SOURCE RECORDS Start Marker

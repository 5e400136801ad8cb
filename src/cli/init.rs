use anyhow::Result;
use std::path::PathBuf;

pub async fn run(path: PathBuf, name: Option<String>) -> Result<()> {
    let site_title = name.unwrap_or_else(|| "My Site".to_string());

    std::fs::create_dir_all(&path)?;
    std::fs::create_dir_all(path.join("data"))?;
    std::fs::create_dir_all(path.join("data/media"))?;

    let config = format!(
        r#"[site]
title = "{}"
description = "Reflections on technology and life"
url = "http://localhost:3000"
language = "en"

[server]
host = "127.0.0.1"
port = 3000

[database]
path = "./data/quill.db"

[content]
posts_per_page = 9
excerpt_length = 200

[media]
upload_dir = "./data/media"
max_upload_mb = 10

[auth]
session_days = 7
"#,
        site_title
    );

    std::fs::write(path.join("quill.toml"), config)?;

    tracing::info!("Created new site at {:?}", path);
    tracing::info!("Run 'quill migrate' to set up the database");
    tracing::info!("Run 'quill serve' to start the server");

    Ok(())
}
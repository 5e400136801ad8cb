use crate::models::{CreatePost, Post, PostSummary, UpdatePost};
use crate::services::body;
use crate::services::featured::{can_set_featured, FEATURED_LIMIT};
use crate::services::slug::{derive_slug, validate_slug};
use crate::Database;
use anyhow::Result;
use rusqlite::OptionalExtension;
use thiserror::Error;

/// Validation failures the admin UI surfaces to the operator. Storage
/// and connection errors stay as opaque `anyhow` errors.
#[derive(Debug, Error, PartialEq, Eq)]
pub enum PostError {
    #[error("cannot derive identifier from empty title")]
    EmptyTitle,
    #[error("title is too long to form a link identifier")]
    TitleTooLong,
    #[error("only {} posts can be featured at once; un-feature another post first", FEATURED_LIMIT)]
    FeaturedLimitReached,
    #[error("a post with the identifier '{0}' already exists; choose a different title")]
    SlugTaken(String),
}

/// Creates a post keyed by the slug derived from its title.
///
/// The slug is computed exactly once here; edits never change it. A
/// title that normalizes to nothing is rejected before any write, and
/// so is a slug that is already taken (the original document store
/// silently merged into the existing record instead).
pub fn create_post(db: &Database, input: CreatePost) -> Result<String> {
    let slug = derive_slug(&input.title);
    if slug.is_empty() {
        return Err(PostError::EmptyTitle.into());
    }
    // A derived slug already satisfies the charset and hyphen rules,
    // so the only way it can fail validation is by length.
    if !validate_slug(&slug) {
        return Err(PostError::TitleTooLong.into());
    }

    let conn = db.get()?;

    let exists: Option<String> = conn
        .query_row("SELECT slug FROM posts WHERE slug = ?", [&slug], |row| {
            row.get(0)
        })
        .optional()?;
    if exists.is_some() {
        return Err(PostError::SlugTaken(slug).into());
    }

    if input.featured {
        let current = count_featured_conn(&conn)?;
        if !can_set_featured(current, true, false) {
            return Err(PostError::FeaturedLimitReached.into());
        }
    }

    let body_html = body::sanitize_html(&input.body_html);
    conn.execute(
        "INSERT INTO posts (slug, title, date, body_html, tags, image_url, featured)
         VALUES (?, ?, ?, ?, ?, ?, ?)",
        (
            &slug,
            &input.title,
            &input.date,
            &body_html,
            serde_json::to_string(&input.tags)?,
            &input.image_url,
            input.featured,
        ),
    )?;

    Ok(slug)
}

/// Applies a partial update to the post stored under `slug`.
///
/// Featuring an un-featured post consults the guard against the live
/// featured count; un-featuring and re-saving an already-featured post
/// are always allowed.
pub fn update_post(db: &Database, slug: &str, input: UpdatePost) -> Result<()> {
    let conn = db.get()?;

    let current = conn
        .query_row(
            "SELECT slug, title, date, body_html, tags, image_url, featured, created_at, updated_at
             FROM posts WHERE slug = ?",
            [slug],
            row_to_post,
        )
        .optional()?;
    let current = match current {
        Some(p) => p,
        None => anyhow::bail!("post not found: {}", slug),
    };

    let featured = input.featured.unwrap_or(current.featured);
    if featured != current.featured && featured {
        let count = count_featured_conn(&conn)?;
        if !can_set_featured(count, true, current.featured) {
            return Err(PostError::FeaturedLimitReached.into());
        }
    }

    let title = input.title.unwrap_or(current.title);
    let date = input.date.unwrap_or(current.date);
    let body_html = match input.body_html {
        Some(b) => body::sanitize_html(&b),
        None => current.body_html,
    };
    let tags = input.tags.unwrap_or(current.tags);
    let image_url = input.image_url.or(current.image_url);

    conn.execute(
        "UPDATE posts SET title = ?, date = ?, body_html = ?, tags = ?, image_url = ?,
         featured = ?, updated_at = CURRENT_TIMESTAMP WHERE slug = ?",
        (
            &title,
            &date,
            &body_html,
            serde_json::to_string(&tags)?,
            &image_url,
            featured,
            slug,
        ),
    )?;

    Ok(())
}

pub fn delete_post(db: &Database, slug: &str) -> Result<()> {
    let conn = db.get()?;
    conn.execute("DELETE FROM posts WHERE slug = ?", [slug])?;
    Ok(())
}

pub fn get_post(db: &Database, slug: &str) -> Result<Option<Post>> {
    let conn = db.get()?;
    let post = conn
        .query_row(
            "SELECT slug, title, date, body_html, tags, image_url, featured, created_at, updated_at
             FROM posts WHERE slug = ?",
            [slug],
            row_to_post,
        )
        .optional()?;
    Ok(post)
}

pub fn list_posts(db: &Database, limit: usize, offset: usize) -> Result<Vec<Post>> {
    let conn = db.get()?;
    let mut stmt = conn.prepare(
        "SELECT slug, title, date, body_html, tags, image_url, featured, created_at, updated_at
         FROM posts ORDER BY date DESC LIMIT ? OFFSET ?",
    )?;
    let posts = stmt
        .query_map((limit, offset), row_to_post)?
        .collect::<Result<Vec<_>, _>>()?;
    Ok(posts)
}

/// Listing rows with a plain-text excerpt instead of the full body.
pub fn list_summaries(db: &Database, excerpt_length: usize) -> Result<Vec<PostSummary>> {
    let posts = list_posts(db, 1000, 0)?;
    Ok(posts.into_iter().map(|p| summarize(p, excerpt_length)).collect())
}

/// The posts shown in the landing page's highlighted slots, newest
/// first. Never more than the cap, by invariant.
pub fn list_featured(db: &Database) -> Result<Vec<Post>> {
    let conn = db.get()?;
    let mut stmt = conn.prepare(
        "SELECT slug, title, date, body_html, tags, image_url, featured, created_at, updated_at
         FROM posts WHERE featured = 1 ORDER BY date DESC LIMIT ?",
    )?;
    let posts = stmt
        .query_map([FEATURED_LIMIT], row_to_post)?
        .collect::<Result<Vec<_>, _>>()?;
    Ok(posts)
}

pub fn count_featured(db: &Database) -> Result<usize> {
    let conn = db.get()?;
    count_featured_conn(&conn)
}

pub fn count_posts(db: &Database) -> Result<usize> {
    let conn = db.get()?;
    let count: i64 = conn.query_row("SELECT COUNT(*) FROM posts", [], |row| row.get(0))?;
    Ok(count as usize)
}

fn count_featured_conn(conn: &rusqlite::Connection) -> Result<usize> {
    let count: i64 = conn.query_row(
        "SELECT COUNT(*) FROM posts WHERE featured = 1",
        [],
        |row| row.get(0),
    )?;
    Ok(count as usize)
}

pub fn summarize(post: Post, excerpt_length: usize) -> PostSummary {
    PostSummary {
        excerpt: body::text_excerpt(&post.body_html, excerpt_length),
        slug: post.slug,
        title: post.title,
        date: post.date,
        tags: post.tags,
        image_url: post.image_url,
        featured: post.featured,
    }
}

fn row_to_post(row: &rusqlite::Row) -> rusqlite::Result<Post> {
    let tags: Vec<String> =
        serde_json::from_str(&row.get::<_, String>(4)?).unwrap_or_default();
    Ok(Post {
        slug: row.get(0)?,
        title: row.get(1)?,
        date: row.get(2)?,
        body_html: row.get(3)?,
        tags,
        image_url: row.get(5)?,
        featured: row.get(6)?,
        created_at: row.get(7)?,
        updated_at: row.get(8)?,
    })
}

SOURCE RECORDS End Marker

TASK ITEM ▸ The answer is every line in the data where the word "only" appears.

ANSWER FOR THE TASK ▸
    #[error("only {} posts can be featured at once; un-feature another post first", FEATURED_LIMIT)]
    // so the only way it can fail validation is by length.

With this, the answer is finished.